[Work instruction]:
What lines of the data hold the string "headless"? Pull each one out.

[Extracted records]
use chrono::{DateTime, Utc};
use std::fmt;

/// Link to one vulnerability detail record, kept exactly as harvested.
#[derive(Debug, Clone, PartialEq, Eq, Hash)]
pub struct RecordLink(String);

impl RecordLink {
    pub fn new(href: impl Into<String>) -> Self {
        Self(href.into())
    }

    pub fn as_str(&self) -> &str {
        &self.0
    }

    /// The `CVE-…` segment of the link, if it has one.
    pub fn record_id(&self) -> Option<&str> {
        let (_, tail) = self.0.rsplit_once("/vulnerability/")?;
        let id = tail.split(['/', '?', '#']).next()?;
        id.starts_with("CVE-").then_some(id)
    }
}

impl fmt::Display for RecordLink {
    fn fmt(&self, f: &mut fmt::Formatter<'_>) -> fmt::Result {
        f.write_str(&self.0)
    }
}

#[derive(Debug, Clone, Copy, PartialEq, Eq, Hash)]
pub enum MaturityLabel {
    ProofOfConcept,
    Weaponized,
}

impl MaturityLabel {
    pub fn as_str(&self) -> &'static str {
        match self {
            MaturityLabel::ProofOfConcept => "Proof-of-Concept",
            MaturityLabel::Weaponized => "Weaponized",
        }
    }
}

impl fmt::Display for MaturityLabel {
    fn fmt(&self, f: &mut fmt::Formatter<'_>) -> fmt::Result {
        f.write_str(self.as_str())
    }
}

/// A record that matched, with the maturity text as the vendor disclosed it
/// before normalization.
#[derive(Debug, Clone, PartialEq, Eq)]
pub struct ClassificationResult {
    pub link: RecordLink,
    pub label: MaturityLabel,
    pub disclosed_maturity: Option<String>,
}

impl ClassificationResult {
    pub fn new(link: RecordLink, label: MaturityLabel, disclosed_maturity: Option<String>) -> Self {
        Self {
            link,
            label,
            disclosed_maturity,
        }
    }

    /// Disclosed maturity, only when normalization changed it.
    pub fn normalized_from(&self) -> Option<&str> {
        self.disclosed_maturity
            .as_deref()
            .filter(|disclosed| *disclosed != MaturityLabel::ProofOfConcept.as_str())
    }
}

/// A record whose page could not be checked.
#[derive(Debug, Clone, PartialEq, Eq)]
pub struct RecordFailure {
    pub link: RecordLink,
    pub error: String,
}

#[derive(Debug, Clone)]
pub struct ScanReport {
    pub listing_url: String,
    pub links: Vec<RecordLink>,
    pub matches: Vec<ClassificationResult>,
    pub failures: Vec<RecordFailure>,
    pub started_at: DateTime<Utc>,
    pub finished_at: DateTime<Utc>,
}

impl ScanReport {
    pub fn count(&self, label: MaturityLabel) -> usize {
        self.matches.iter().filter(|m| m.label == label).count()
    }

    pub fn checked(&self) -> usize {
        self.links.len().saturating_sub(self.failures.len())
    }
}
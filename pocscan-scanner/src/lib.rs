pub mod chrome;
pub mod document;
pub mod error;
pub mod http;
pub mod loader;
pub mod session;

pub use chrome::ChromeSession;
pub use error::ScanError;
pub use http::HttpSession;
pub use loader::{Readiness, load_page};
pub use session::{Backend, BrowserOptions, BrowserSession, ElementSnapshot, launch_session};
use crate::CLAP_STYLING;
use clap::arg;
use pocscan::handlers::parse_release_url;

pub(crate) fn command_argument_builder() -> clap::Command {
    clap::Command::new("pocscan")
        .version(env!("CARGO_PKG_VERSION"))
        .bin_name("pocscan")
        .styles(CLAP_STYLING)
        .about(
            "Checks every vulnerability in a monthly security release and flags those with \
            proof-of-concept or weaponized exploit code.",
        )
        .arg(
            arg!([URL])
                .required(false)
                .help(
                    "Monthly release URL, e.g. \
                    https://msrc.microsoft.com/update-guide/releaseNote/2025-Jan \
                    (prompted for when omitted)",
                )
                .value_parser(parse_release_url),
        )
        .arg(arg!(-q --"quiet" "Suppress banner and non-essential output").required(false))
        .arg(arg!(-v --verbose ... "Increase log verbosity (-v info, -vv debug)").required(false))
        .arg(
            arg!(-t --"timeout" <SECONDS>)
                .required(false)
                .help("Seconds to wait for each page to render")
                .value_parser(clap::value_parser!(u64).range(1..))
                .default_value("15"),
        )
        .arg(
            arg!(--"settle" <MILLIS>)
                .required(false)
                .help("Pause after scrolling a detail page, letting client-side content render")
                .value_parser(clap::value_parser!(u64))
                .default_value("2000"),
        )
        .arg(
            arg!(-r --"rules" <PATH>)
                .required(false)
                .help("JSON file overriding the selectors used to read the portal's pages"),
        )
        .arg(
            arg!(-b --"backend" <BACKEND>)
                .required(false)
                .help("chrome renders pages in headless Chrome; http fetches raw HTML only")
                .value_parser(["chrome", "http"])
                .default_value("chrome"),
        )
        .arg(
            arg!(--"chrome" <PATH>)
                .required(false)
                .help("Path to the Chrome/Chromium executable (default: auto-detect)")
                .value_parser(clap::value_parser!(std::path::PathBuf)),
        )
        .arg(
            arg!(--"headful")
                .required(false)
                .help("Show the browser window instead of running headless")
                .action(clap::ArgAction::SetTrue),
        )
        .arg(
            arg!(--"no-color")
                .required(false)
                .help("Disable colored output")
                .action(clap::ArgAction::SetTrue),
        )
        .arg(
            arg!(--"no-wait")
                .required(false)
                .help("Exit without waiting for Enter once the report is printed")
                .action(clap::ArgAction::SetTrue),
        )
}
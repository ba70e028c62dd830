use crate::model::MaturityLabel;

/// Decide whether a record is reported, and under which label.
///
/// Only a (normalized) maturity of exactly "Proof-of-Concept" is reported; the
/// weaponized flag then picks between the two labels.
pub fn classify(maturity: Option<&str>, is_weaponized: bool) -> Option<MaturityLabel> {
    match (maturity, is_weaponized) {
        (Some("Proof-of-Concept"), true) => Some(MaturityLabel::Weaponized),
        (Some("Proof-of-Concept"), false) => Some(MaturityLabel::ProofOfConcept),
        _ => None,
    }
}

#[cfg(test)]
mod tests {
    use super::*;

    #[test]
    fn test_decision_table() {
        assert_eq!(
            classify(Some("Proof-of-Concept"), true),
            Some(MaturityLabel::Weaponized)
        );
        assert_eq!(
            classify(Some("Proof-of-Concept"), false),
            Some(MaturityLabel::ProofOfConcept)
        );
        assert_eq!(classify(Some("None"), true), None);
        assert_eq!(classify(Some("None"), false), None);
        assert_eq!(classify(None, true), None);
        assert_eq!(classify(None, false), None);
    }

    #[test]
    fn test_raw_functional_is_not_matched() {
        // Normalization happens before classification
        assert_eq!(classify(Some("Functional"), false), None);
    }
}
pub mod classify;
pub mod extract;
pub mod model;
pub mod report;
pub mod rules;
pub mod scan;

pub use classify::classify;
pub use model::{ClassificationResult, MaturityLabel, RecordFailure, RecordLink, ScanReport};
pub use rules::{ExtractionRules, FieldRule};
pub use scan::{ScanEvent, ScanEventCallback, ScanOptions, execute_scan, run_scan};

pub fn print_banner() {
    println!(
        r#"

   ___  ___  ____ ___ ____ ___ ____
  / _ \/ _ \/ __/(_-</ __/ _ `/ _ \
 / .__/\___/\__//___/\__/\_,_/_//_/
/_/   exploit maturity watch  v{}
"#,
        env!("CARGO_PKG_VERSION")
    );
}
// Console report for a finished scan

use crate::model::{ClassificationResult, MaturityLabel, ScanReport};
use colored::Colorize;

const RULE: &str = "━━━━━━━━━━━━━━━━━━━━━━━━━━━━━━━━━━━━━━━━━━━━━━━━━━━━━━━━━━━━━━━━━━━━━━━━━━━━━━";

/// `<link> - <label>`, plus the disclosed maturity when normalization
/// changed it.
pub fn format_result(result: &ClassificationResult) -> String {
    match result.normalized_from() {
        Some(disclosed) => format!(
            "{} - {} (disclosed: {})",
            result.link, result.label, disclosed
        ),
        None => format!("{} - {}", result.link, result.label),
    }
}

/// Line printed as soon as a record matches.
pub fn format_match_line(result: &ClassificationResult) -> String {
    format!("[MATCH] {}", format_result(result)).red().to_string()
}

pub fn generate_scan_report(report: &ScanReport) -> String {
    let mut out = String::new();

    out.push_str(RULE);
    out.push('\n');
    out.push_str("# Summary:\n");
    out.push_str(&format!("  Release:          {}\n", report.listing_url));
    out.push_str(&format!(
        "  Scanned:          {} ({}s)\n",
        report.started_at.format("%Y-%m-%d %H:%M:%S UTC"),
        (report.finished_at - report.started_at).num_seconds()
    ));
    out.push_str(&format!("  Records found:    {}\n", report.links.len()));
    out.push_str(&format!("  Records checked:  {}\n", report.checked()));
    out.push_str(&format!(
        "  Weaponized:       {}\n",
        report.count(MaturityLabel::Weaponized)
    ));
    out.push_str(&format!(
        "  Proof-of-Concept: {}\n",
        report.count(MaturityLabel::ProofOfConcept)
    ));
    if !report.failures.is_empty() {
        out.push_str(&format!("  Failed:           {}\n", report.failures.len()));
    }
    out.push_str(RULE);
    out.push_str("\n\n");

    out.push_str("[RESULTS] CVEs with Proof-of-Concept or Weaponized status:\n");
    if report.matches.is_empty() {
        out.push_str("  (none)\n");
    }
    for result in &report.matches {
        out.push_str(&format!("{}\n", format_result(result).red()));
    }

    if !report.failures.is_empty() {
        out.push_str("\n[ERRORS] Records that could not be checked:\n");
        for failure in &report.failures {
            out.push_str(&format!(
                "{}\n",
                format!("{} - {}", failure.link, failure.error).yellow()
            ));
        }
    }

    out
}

[Solved problem]:
                .help("chrome renders pages in headless Chrome; http fetches raw HTML only")
                .help("Show the browser window instead of running headless")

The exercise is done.